**Work instructions**: Exact reproduction required: the lines below from the line with "let frames = opened" to the line with "fn metrics(&self) ->", both ends included, and no others.

**Information shown**:
-- Opening Marker --

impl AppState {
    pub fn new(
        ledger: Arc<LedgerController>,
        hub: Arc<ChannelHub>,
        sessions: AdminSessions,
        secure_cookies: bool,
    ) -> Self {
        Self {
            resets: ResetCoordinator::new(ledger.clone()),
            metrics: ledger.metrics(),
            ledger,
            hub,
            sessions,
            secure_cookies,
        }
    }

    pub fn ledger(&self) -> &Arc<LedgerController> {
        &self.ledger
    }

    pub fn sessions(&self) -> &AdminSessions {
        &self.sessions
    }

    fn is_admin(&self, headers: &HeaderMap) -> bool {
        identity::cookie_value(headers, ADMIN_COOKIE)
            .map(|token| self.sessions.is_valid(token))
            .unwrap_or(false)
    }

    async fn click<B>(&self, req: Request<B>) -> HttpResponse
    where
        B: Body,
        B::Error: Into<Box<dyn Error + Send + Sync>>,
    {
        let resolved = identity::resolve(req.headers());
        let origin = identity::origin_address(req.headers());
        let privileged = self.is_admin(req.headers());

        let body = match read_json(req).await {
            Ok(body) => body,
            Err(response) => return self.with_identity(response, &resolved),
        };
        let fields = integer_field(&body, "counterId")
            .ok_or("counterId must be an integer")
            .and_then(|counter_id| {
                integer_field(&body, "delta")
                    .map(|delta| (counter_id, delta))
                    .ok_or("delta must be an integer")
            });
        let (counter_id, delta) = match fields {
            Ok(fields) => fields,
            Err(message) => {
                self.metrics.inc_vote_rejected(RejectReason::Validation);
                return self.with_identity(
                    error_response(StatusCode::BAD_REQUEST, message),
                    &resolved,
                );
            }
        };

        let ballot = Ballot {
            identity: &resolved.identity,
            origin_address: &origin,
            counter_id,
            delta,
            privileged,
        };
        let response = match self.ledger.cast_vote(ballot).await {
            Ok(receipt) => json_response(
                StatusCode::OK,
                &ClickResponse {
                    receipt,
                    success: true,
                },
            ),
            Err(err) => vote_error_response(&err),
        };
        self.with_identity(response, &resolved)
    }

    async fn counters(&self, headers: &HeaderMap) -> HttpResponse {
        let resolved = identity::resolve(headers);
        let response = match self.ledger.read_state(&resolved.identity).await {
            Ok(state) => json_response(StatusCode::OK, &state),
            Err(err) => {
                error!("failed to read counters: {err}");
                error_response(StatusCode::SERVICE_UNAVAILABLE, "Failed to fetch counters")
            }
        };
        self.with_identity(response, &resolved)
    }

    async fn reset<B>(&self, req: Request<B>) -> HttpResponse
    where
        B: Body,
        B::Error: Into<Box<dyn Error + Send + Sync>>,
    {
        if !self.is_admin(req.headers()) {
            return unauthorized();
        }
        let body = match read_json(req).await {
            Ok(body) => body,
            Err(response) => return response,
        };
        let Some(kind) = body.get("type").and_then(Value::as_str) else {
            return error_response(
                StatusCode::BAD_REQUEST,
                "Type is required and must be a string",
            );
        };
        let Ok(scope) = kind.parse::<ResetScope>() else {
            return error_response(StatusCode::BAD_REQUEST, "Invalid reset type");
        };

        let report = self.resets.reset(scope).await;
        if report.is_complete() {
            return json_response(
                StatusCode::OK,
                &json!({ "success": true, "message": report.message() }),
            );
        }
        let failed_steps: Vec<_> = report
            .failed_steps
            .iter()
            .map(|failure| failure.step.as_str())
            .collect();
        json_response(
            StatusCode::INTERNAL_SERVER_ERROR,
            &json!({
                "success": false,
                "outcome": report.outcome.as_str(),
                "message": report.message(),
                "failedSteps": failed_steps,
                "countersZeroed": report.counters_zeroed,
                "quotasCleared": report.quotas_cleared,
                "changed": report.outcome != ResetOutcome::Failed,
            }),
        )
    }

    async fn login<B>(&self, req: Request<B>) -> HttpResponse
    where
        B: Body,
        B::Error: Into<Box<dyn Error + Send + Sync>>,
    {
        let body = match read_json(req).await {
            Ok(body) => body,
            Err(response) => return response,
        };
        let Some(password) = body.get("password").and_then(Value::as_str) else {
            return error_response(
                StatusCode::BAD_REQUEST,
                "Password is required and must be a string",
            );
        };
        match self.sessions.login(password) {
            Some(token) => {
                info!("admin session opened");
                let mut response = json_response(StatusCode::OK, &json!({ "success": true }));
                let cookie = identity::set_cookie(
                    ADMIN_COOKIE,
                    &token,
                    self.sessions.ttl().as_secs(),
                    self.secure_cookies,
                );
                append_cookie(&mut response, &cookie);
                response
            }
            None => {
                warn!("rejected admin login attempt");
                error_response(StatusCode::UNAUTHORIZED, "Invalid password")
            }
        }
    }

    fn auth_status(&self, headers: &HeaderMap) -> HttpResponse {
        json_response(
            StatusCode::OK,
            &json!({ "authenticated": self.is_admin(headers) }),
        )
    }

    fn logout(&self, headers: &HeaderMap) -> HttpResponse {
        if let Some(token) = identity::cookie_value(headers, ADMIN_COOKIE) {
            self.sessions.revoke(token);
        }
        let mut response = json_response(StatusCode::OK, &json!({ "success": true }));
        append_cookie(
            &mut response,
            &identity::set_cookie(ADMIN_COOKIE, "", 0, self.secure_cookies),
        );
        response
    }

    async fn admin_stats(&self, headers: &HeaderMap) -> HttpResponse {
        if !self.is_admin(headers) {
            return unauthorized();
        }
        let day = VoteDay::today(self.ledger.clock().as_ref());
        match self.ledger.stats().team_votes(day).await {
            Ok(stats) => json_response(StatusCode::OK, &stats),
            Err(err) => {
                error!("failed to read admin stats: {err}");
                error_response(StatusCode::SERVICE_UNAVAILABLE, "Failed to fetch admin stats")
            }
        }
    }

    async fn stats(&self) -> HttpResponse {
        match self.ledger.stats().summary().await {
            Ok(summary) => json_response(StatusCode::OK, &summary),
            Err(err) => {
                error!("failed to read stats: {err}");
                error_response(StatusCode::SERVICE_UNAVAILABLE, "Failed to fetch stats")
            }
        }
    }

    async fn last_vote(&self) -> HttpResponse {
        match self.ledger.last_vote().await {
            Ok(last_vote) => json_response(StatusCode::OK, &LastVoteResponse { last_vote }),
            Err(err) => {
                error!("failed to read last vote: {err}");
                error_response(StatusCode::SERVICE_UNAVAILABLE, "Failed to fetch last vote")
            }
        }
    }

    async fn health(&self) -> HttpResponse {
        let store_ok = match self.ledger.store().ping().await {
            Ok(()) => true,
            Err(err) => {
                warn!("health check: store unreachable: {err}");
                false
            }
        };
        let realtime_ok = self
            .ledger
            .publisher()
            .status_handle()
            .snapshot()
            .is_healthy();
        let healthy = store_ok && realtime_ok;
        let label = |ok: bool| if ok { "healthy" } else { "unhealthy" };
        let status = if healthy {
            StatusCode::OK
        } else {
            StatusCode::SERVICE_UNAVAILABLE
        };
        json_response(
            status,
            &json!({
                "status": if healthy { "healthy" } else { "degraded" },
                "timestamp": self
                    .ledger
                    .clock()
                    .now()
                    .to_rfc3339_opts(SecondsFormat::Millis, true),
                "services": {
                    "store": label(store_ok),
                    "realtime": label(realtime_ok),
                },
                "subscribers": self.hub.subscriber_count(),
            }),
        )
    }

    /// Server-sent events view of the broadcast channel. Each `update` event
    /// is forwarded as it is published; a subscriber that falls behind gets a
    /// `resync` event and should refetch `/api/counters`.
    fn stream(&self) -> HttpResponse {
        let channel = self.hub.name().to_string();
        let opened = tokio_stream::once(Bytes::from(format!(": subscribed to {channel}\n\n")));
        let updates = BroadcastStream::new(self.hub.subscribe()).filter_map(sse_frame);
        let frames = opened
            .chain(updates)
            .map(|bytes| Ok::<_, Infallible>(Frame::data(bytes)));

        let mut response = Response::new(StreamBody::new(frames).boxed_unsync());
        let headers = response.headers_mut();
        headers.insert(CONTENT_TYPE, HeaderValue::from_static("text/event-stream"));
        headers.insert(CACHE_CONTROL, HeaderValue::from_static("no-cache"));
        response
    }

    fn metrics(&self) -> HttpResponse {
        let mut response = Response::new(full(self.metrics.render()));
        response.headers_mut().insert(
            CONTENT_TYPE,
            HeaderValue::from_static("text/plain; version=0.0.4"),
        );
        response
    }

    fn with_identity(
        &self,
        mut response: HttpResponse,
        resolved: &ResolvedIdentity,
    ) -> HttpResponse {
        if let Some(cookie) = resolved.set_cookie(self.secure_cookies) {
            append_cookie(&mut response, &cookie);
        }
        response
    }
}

-- Closing Marker --

**Solved problem**:
        let frames = opened
            .chain(updates)
            .map(|bytes| Ok::<_, Infallible>(Frame::data(bytes)));

        let mut response = Response::new(StreamBody::new(frames).boxed_unsync());
        let headers = response.headers_mut();
        headers.insert(CONTENT_TYPE, HeaderValue::from_static("text/event-stream"));
        headers.insert(CACHE_CONTROL, HeaderValue::from_static("no-cache"));
        response
    }

    fn metrics(&self) -> HttpResponse {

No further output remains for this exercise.